Stocks and Precious Metals Charts - The God of the Market

 

"Since the earliest stages of human history, of course, there have been bazaars, rialtos, and trading posts—all markets. But The Market was never God, because there were other centers of value and meaning, other 'gods.' The Market operated within a plethora of other institutions that restrained it.

As everything in what used to be called creation becomes a commodity, human beings begin to look at one another, and at themselves, in a funny way, and they see price tags.  There was a time when people spoke, at least occasionally, of 'inherent worth'— if not of things, then at least of persons."

Harvey Cox, The Market as God

"Neoliberalism has wrested itself free of any regulatory controls while at the same time removing economics from any consideration of social costs, ethics, or social responsibility.  Such a disposition is evident in the fact that neoliberalism's only imperatives are profits and growing investments in global power structures unmoored from any form of accountable, democratic governance.

As corporate power is consolidated into fewer and fewer hands, ideological and structural reforms are implemented to transfer wealth and income into the hands of a ruling financial and corporate elite."

Henry Giroux, Days of Rage, 28 August 2012

"Woe to you, scribes and Pharisees, you hypocrites. For you are like whitewashed tombs, which on the outside look beautiful, but inside are full of the bones of the dead and of all kinds of corruption. So you also on the outside look righteous to others, but inside you are full of deceptions and lawlessness."

Matthew 23:27-28

"When it ventures into the realm of public policy discussions, economics often resembles a belief system very much like a [faith-based] religion, rather than a science.  It is easily twisted to serve the desires and actions of its acolytes while conferring an aura of logic.   But there is almost always some 'leap of faith' made that spans the enormous gulf between the model, its assumptions, and reality.

Economics is a tool, in some [largely micro] implementations better than others, but overall not a particularly reliable one.  It is better in 'explaining' than predicting; its explanations are more often rationalizations founded in its malleability and lack of rigor, especially in its treatment of relationships and assumptions.

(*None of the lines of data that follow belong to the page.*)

//! Tokenizer for C-like handler bodies
//!
//! Converts the source text of one handler definition body into a flat
//! stream of [`Token`]s for the rewriter. Handles:
//! - Identifiers and keywords (no distinction; the rewriter only matches text)
//! - Numeric, string, and character literals
//! - Line (`//`) and block (`/* */`) comments, which are skipped
//! - Punctuation and multi-character operators (`->`, `==`, `--`, `>>=`, ...)
//!
//! This is deliberately not a full C lexer. It produces exactly the token
//! categories the rewriter dispatches on; preprocessing, trigraphs, and
//! keyword classification are someone else's problem.
//!
//! # Usage
//!
//! ```
//! use casegen::lexer::{tokenize, TokenKind};
//!
//! let tokens = tokenize("DEOPT_IF(x == NULL);").unwrap();
//! assert_eq!(tokens[0].kind, TokenKind::Identifier);
//! assert_eq!(tokens[0].text, "DEOPT_IF");
//! ```

use thiserror::Error;

#[derive(Debug, Error)]
pub enum LexError {
    #[error("Unterminated string literal at line {0}")]
    UnterminatedString(u32),
    #[error("Unterminated character constant at line {0}")]
    UnterminatedChar(u32),
    #[error("Unterminated block comment at line {0}")]
    UnterminatedComment(u32),
    #[error("Unexpected character '{ch}' at line {line}")]
    UnexpectedChar { ch: char, line: u32 },
}

/// Lexical category of a token.
///
/// The rewriter only ever branches on `Identifier`, `LParen`, `RParen`,
/// `Comma`, and `Semi`; the remaining kinds exist so the writer can make
/// sensible spacing and layout decisions when copying tokens through.
#[derive(Debug, Clone, Copy, PartialEq, Eq, Hash)]
pub enum TokenKind {
    Identifier,
    Number,
    String,
    CharConst,
    LParen,
    RParen,
    LBrace,
    RBrace,
    LBracket,
    RBracket,
    Comma,
    Semi,
    Operator,
}

/// One lexical unit: a category, its literal text, and its source position
/// (1-based line and column). Tokens are immutable once produced.
#[derive(Debug, Clone, PartialEq, Eq)]
pub struct Token {
    pub kind: TokenKind,
    pub text: String,
    pub line: u32,
    pub column: u32,
}

impl Token {
    pub fn new(kind: TokenKind, text: impl Into<String>, line: u32, column: u32) -> Self {
        Token {
            kind,
            text: text.into(),
            line,
            column,
        }
    }
}

/// Multi-character operators, longest first so maximal munch works.
const OPERATORS: &[&str] = &[
    "<<=", ">>=", "...", "->", "++", "--", "<<", ">>", "<=", ">=", "==", "!=", "&&", "||", "+=",
    "-=", "*=", "/=", "%=", "&=", "|=", "^=",
];

struct Lexer<'a> {
    chars: std::iter::Peekable<std::str::CharIndices<'a>>,
    input: &'a str,
    line: u32,
    column: u32,
}

impl<'a> Lexer<'a> {
    fn new(input: &'a str) -> Self {
        Lexer {
            chars: input.char_indices().peekable(),
            input,
            line: 1,
            column: 1,
        }
    }

    fn peek_char(&mut self) -> Option<char> {
        self.chars.peek().map(|(_, c)| *c)
    }

    fn next_char(&mut self) -> Option<char> {
        let (_, c) = self.chars.next()?;
        if c == '\n' {
            self.line += 1;
            self.column = 1;
        } else {
            self.column += 1;
        }
        Some(c)
    }

    fn skip_trivia(&mut self) -> Result<(), LexError> {
        loop {
            match self.peek_char() {
                Some(c) if c.is_whitespace() => {
                    self.next_char();
                }
                Some('/') => {
                    let mut ahead = self.chars.clone();
                    ahead.next();
                    match ahead.peek().map(|(_, c)| *c) {
                        Some('/') => {
                            while let Some(c) = self.next_char() {
                                if c == '\n' {
                                    break;
                                }
                            }
                        }
                        Some('*') => {
                            let start = self.line;
                            self.next_char();
                            self.next_char();
                            let mut prev = '\0';
                            loop {
                                match self.next_char() {
                                    Some('/') if prev == '*' => break,
                                    Some(c) => prev = c,
                                    None => return Err(LexError::UnterminatedComment(start)),
                                }
                            }
                        }
                        _ => return Ok(()),
                    }
                }
                _ => return Ok(()),
            }
        }
    }

    fn lex_identifier(&mut self, first: char) -> String {
        let mut text = String::new();
        text.push(first);
        while let Some(c) = self.peek_char() {
            if c.is_ascii_alphanumeric() || c == '_' {
                text.push(c);
                self.next_char();
            } else {
                break;
            }
        }
        text
    }

    fn lex_number(&mut self, first: char) -> String {
        // Good enough for C integer and float literals, including hex and
        // exponent forms; the rewriter never inspects the digits.
        let mut text = String::new();
        text.push(first);
        while let Some(c) = self.peek_char() {
            if c.is_ascii_alphanumeric() || c == '.' || c == '_' {
                text.push(c);
                self.next_char();
            } else if (c == '+' || c == '-') && matches!(text.chars().last(), Some('e' | 'E' | 'p' | 'P')) {
                text.push(c);
                self.next_char();
            } else {
                break;
            }
        }
        text
    }

    fn lex_quoted(&mut self, quote: char, start: u32) -> Result<String, LexError> {
        let mut text = String::new();
        text.push(quote);
        loop {
            match self.next_char() {
                Some('\\') => {
                    text.push('\\');
                    match self.next_char() {
                        Some(c) => text.push(c),
                        None if quote == '"' => return Err(LexError::UnterminatedString(start)),
                        None => return Err(LexError::UnterminatedChar(start)),
                    }
                }
                Some(c) if c == quote => {
                    text.push(c);
                    return Ok(text);
                }
                Some(c) => text.push(c),
                None if quote == '"' => return Err(LexError::UnterminatedString(start)),
                None => return Err(LexError::UnterminatedChar(start)),
            }
        }
    }

    fn try_operator(&mut self) -> Option<String> {
        let input = self.input;
        let start = match self.chars.peek() {
            Some((i, _)) => *i,
            None => return None,
        };
        let rest = &input[start..];
        for op in OPERATORS {
            if rest.starts_with(op) {
                for _ in 0..op.len() {
                    self.next_char();
                }
                return Some((*op).to_string());
            }
        }
        None
    }
}

/// Tokenize one body of C-like source.
///
/// Whitespace and comments are discarded; everything else becomes a token
/// carrying its 1-based source position.
pub fn tokenize(input: &str) -> Result<Vec<Token>, LexError> {
    let mut lexer = Lexer::new(input);
    let mut tokens = Vec::new();
    loop {
        lexer.skip_trivia()?;
        let (line, column) = (lexer.line, lexer.column);
        if let Some(text) = lexer.try_operator() {
            tokens.push(Token::new(TokenKind::Operator, text, line, column));
            continue;
        }
        let c = match lexer.next_char() {
            Some(c) => c,
            None => break,
        };
        let token = match c {
            '(' => Token::new(TokenKind::LParen, "(", line, column),
            ')' => Token::new(TokenKind::RParen, ")", line, column),
            '{' => Token::new(TokenKind::LBrace, "{", line, column),
            '}' => Token::new(TokenKind::RBrace, "}", line, column),
            '[' => Token::new(TokenKind::LBracket, "[", line, column),
            ']' => Token::new(TokenKind::RBracket, "]", line, column),
            ',' => Token::new(TokenKind::Comma, ",", line, column),
            ';' => Token::new(TokenKind::Semi, ";", line, column),
            '"' => Token::new(TokenKind::String, lexer.lex_quoted('"', line)?, line, column),
            '\'' => Token::new(
                TokenKind::CharConst,
                lexer.lex_quoted('\'', line)?,
                line,
                column,
            ),
            c if c.is_ascii_digit() => {
                Token::new(TokenKind::Number, lexer.lex_number(c), line, column)
            }
            c if c.is_ascii_alphabetic() || c == '_' => {
                Token::new(TokenKind::Identifier, lexer.lex_identifier(c), line, column)
            }
            c if c.is_ascii_punctuation() => {
                Token::new(TokenKind::Operator, c.to_string(), line, column)
            }
            c => return Err(LexError::UnexpectedChar { ch: c, line }),
        };
        tokens.push(token);
    }
    Ok(tokens)
}
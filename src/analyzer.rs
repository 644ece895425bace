//! Operation metadata consumed by the rewriter
//!
//! These records are produced by the semantic analysis pass that digests the
//! instruction-definition files; the rewriter treats them as read-only. Only
//! the fields the rewriter actually consults are modeled here: the body
//! token sequence, the declared stack inputs, the owning instruction and its
//! family, and the property flags.

use crate::lexer::Token;

/// One declared stack slot of an operation: a name, a size (a C expression,
/// usually the literal `"1"`), and the flags that control whether the
/// decref-inputs expansion may release it.
#[derive(Debug, Clone, PartialEq, Eq)]
pub struct StackVar {
    pub name: String,
    pub size: String,
    /// Conditionally present; its C value may be NULL.
    pub condition: bool,
    /// Read without being consumed; the operation does not own a reference.
    pub peek: bool,
}

impl StackVar {
    pub fn new(name: impl Into<String>, size: impl Into<String>) -> Self {
        StackVar {
            name: name.into(),
            size: size.into(),
            condition: false,
            peek: false,
        }
    }

    pub fn nullable(mut self) -> Self {
        self.condition = true;
        self
    }

    pub fn peeked(mut self) -> Self {
        self.peek = true;
        self
    }

    /// Placeholder slots reserve stack space but bind no value, so there is
    /// nothing to release.
    pub fn is_placeholder(&self) -> bool {
        self.name == "unused" || self.name == "null"
    }
}

/// Boolean facts about one operation, established by analysis of its body.
#[derive(Debug, Clone, Default, PartialEq, Eq)]
pub struct Properties {
    pub oparg: bool,
    pub uses_co_consts: bool,
    pub uses_co_names: bool,
    pub jumps: bool,
    pub has_free: bool,
    pub uses_locals: bool,
    pub eval_breaker: bool,
    pub deopts: bool,
    pub infallible: bool,
    pub escapes: bool,
    pub pure: bool,
    pub passthrough: bool,
    /// The body's last action is already an eval-breaker check, so emitting
    /// another one would be redundant.
    pub ends_with_eval_breaker: bool,
}

/// One abstract operation (micro-op): its un-rewritten body bounded by its
/// own braces, its declared stack inputs in declaration order, and its
/// property flags.
#[derive(Debug, Clone)]
pub struct Uop {
    pub name: String,
    pub body: Vec<Token>,
    pub inputs: Vec<StackVar>,
    pub properties: Properties,
}

impl Uop {
    pub fn new(name: impl Into<String>, body: Vec<Token>) -> Self {
        Uop {
            name: name.into(),
            body,
            inputs: Vec::new(),
            properties: Properties::default(),
        }
    }
}

/// A named grouping of related instructions sharing one deopt target.
#[derive(Debug, Clone, PartialEq, Eq)]
pub struct Family {
    pub name: String,
}

impl Family {
    pub fn new(name: impl Into<String>) -> Self {
        Family { name: name.into() }
    }
}

/// The instruction an operation belongs to. The family is optional; it is
/// required only by the deopt-guard expansion.
#[derive(Debug, Clone)]
pub struct Instruction {
    pub name: String,
    pub family: Option<Family>,
}

impl Instruction {
    pub fn new(name: impl Into<String>) -> Self {
        Instruction {
            name: name.into(),
            family: None,
        }
    }

    pub fn with_family(name: impl Into<String>, family: impl Into<String>) -> Self {
        Instruction {
            name: name.into(),
            family: Some(Family::new(family)),
        }
    }
}

/// Render a property record as the `|`-joined C flag expression used in the
/// generated metadata tables. `"0"` when no flag is set.
pub fn cflags(p: &Properties) -> String {
    let mut flags: Vec<&str> = Vec::new();
    if p.oparg {
        flags.push("HAS_ARG_FLAG");
    }
    if p.uses_co_consts {
        flags.push("HAS_CONST_FLAG");
    }
    if p.uses_co_names {
        flags.push("HAS_NAME_FLAG");
    }
    if p.jumps {
        flags.push("HAS_JUMP_FLAG");
    }
    if p.has_free {
        flags.push("HAS_FREE_FLAG");
    }
    if p.uses_locals {
        flags.push("HAS_LOCAL_FLAG");
    }
    if p.eval_breaker {
        flags.push("HAS_EVAL_BREAK_FLAG");
    }
    if p.deopts {
        flags.push("HAS_DEOPT_FLAG");
    }
    if !p.infallible {
        flags.push("HAS_ERROR_FLAG");
    }
    if p.escapes {
        flags.push("HAS_ESCAPES_FLAG");
    }
    if p.pure {
        flags.push("HAS_PURE_FLAG");
    }
    if p.passthrough {
        flags.push("HAS_PASSTHROUGH_FLAG");
    }
    if flags.is_empty() {
        "0".to_string()
    } else {
        flags.join(" | ")
    }
}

But to take an economic model out of its place, and put it above the discussion as policy maker in the manner of a computing machine which spits out the ultimate solutions, to capitalize 'Market' as a type of god on earth, to put that false idol as an unfettered decision-making machine above the individuals of a society and the rule of law, is inhuman, and ultimately a tyranny of the anti-human."

Jesse, Neoliberalism: Rise of the Machine, 28 August 2012


The question is not so much whether the Fed should raise or lower interest rates.  Although many like to exhaust themselves discussing the merits of this or that action, based on these or those data points.   It's all a part of the show, the endlessly meaningless debate, the misdirection.  It sells clicks and makes some feel important, better than others.

The much more fundamental question is why the Fed and those in power are able to follow a policy pattern of allowing enormous financial asset bubbles to enrich the one percent and the professional class, and then correcting their distortions by inflicting austerity and job losses on the broader public?

And they have been doing this for thirty years now, shamelessly.

One can only wonder.

Stocks attempted to rally, reacted sluggishly to the actual 'hawkish pause' that almost everyone expected, and then were utterly hammered by Jay Powell's post decision press conference.

Gold and silver rallied, and then were smacked back down to unchanged, pretty much, into the close.

A rather large 322,000+ ounces of gold left the Comex registered warehouses in Hong Kong.

The Dollar rallied back sharply after an initial decline.

Wash-rinse-repeat.

If you do not get these things by now, I am not sure how much more anyone can tell you.

And this market action is the relatively unimportant of all the most important things we can hear.

Maybe if someone comes back from the dead?  

Men go mad in herds, but come back to their senses slowly, one at a time.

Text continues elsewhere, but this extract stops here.